The Relation of Near-Inertial Motions Observed in the Mixed layer During the JASIN (1978) Experiment to the Local Wind Stress and to the Quasi-Geostrophic Flow Field

Abstract

Oscillations with near-inertial frequencies were an energetic component of the upper ocean velocity field observed at each of two moorings separated by 44 km during the Joint Air Sea INteraction (JASIN) experiment during the late summer of 1978. At each mooring the amplitude of the inertial motion was highest in the mixed layer, where it was nearly depth-independent. Previous work (Pollard and Millard, 1970; Pollard, 1980) had found that the amplitude and phase of inertial motion in the mixed layer was related to the local wind stress. In this case, the loacal winds, measured at each mooring, were coherent; but the time series of mixed-layer, near-inertial motion at one mooring bore little resemblance to that at the other mooring.
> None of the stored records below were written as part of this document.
pub mod error;
pub mod tolerance;
pub mod traits;

pub use error::{CurveError, Result};
pub use tolerance::Tolerance;
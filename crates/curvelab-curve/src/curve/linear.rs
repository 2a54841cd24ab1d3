//! Piecewise-linear curve.

use curvelab_core::Result;
use curvelab_math::{Point2, Vector2};
use serde::{Deserialize, Serialize};

use super::{check_points, segment_count, Curve};
use crate::Scheme;

/// Straight segments between consecutive points: `(1-t)·P[k] + t·P[k+1]`.
#[derive(Debug, Clone, Serialize, Deserialize)]
pub struct LinearCurve {
    pub points: Vec<Point2>,
    pub closed: bool,
}

impl LinearCurve {
    pub fn new(points: &[Point2], closed: bool) -> Result<Self> {
        check_points(Scheme::Linear, points)?;
        Ok(Self {
            points: points.to_vec(),
            closed,
        })
    }

    fn ends(&self, segment: usize) -> (Point2, Point2) {
        let next = (segment + 1) % self.points.len();
        (self.points[segment], self.points[next])
    }
}

impl Curve for LinearCurve {
    fn point_at(&self, segment: usize, t: f64) -> Point2 {
        let (p0, p1) = self.ends(segment);
        (1.0 - t) * p0 + t * p1
    }

    fn tangent_at(&self, segment: usize, _t: f64) -> Vector2 {
        let (p0, p1) = self.ends(segment);
        p1 - p0
    }

    fn segment_count(&self) -> usize {
        segment_count(self.points.len(), self.closed)
    }

    fn is_closed(&self) -> bool {
        self.closed
    }
}
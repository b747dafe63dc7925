//! Read contract for value sources, plus the in-memory source.
//!
//! A source hands the resolver a flat map from dotted path to raw value. Raw
//! values are usually [`Value::Text`] and get typed by each option's converter;
//! sources that know better (JSON numbers, TOML booleans) may supply native
//! values instead.

use std::collections::BTreeMap;

use serde::Serialize;

use crate::error::LayerfigError;
use crate::namespace::{Namespace, join};
use crate::value::Value;

/// Flat dotted-path → raw value mapping produced by a source.
pub type ValueMap = BTreeMap<String, Value>;

pub trait ValueSource {
    /// Where the values come from, for errors and logs.
    fn origin(&self) -> String;

    /// Everything this source can supply.
    ///
    /// `context` is the schema being resolved. With `ignore_mismatches` false,
    /// keys that match no option in `context` are an error; with true they are
    /// returned along with the rest.
    fn get_values(
        &self,
        context: &Namespace,
        ignore_mismatches: bool,
    ) -> Result<ValueMap, LayerfigError>;
}

/// Fail with [`LayerfigError::UnknownKeys`] if `values` has keys the schema
/// does not declare, unless mismatches are tolerated.
pub(crate) fn check_known_keys(
    values: &ValueMap,
    context: &Namespace,
    origin: &str,
    ignore_mismatches: bool,
) -> Result<(), LayerfigError> {
    let unknown: Vec<&String> = values
        .keys()
        .filter(|key| !context.contains_option(key))
        .collect();
    if unknown.is_empty() {
        return Ok(());
    }
    if ignore_mismatches {
        tracing::debug!(origin, keys = ?unknown, "source supplies keys with no matching option");
        return Ok(());
    }
    Err(LayerfigError::UnknownKeys(
        unknown
            .into_iter()
            .map(|key| LayerfigError::UnknownKey {
                key: key.clone(),
                origin: origin.to_string(),
            })
            .collect(),
    ))
}

/// Map a JSON scalar to a raw value. `null` means absent; arrays and objects
/// are kept as their JSON text.
pub(crate) fn json_scalar(value: &serde_json::Value) -> Option<Value> {
    match value {
        serde_json::Value::Null => None,
        serde_json::Value::Bool(b) => Some(Value::Bool(*b)),
        serde_json::Value::Number(n) => {
            if let Some(i) = n.as_i64() {
                Some(Value::Int(i))
            } else if let Some(u) = n.as_u64() {
                Some(Value::Long(i128::from(u)))
            } else {
                n.as_f64().map(Value::Float)
            }
        }
        serde_json::Value::String(s) => Some(Value::Text(s.clone())),
        other => Some(Value::Text(other.to_string())),
    }
}

/// Flatten nested JSON objects into dotted keys.
pub(crate) fn flatten_json(prefix: &str, value: &serde_json::Value, out: &mut ValueMap) {
    match value {
        serde_json::Value::Object(map) => {
            for (key, child) in map {
                flatten_json(&join(prefix, key), child, out);
            }
        }
        scalar => {
            if let Some(v) = json_scalar(scalar) {
                out.insert(prefix.to_string(), v);
            }
        }
    }
}

/// An in-memory mapping: programmatic overrides, test data, or values pulled
/// from another system.
#[derive(Debug, Clone, Default, PartialEq)]
pub struct MapSource {
    origin: String,
    values: ValueMap,
}

impl MapSource {
    pub fn new(origin: &str) -> Self {
        Self {
            origin: origin.to_string(),
            values: ValueMap::new(),
        }
    }

    pub fn from_pairs<K, V>(pairs: impl IntoIterator<Item = (K, V)>) -> Self
    where
        K: Into<String>,
        V: Into<Value>,
    {
        Self {
            origin: "overrides".into(),
            values: pairs
                .into_iter()
                .map(|(k, v)| (k.into(), v.into()))
                .collect(),
        }
    }

    /// Build from any serializable value. Nested structs and maps become
    /// dotted keys; `None` fields are skipped.
    pub fn from_serialize<S: Serialize>(source: &S) -> Result<Self, LayerfigError> {
        let json = serde_json::to_value(source).map_err(|e| LayerfigError::JsonError {
            origin: "serialized overrides".into(),
            source: e,
        })?;
        let mut values = ValueMap::new();
        flatten_json("", &json, &mut values);
        Ok(Self {
            origin: "serialized overrides".into(),
            values,
        })
    }

    pub fn insert(mut self, key: &str, value: impl Into<Value>) -> Self {
        self.values.insert(key.to_string(), value.into());
        self
    }

    pub fn values(&self) -> &ValueMap {
        &self.values
    }
}

impl ValueSource for MapSource {
    fn origin(&self) -> String {
        self.origin.clone()
    }

    fn get_values(
        &self,
        context: &Namespace,
        ignore_mismatches: bool,
    ) -> Result<ValueMap, LayerfigError> {
        check_known_keys(&self.values, context, &self.origin, ignore_mismatches)?;
        Ok(self.values.clone())
    }
}

impl ValueSource for ValueMap {
    fn origin(&self) -> String {
        "mapping".into()
    }

    fn get_values(
        &self,
        context: &Namespace,
        ignore_mismatches: bool,
    ) -> Result<ValueMap, LayerfigError> {
        check_known_keys(self, context, "mapping", ignore_mismatches)?;
        Ok(self.clone())
    }
}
During JASIN 1978 the differences in the inertial response at the two moorings coincided with differences in the quasi-geostrophic flow field in the vicinity of the two moorings. Inclusion of the horizontal gradients of the quasi-geostrophic flow in model equations provides a source of damping and frequency shifting. Divergence in the quasi-geostrophic flow damps the inertial motion. Vorticity in the quasi-geostrophic flow shifts the frequency of the inertial response to either above or below the local inertial frequency. Upward flow was observed at one mooring as the boundary between two adjacent eddies passed the mooring site, and that observed vertical velocity was used to estimate divergence. Using that divergence, the model equation Save a prediction similar to the inertial response observed at that mooring; both observation and prediction had lower amplitude than anticipated from the observed wind stress.